▶ **Exercise**
Report how many lines below contain the word "async", giving the number and no other words.

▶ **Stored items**
+ + + + +

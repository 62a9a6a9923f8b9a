//! Per-tenant rate limiting through the gateway

use crate::fixtures::*;
use crate::helpers::build_gateway;
use gateway_core::{ErrorKind, GatewayError};
use std::time::Duration;

#[tokio::test]
async fn test_burst_is_limited_per_tenant() {
    let upstreams = Upstreams::start().await;
    upstreams.ollama.reply("llama3.2", "ok").await;
    let gateway = build_gateway(&upstreams.config());

    for prompt in ["one", "two"] {
        gateway.handle(gateway_request("burst", prompt, 30_000)).await.unwrap();
    }

    let err = gateway.handle(gateway_request("burst", "three", 30_000)).await.unwrap_err();
    assert_eq!(err.kind(), ErrorKind::RateLimited);
    match err {
        GatewayError::RateLimited { retry_after, .. } => assert!(retry_after > Duration::ZERO),
        other => panic!("unexpected error: {other}"),
    }
    assert_eq!(upstreams.ollama.calls().await, 2);

    let other = gateway.handle(gateway_request("ada", "three", 30_000)).await;
    assert!(other.is_ok());
}

#[tokio::test]
async fn test_rate_limit_applies_before_cache() {
    let upstreams = Upstreams::start().await;
    upstreams.ollama.reply("llama3.2", "ok").await;
    let gateway = build_gateway(&upstreams.config());

    for _ in 0..2 {
        gateway.handle(gateway_request("burst", "same", 30_000)).await.unwrap();
    }
    let err = gateway.handle(gateway_request("burst", "same", 30_000)).await.unwrap_err();

    assert_eq!(err.kind(), ErrorKind::RateLimited);
    assert_eq!(upstreams.ollama.calls().await, 1);
}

+ + + + +

▶ **Solution to this task**
2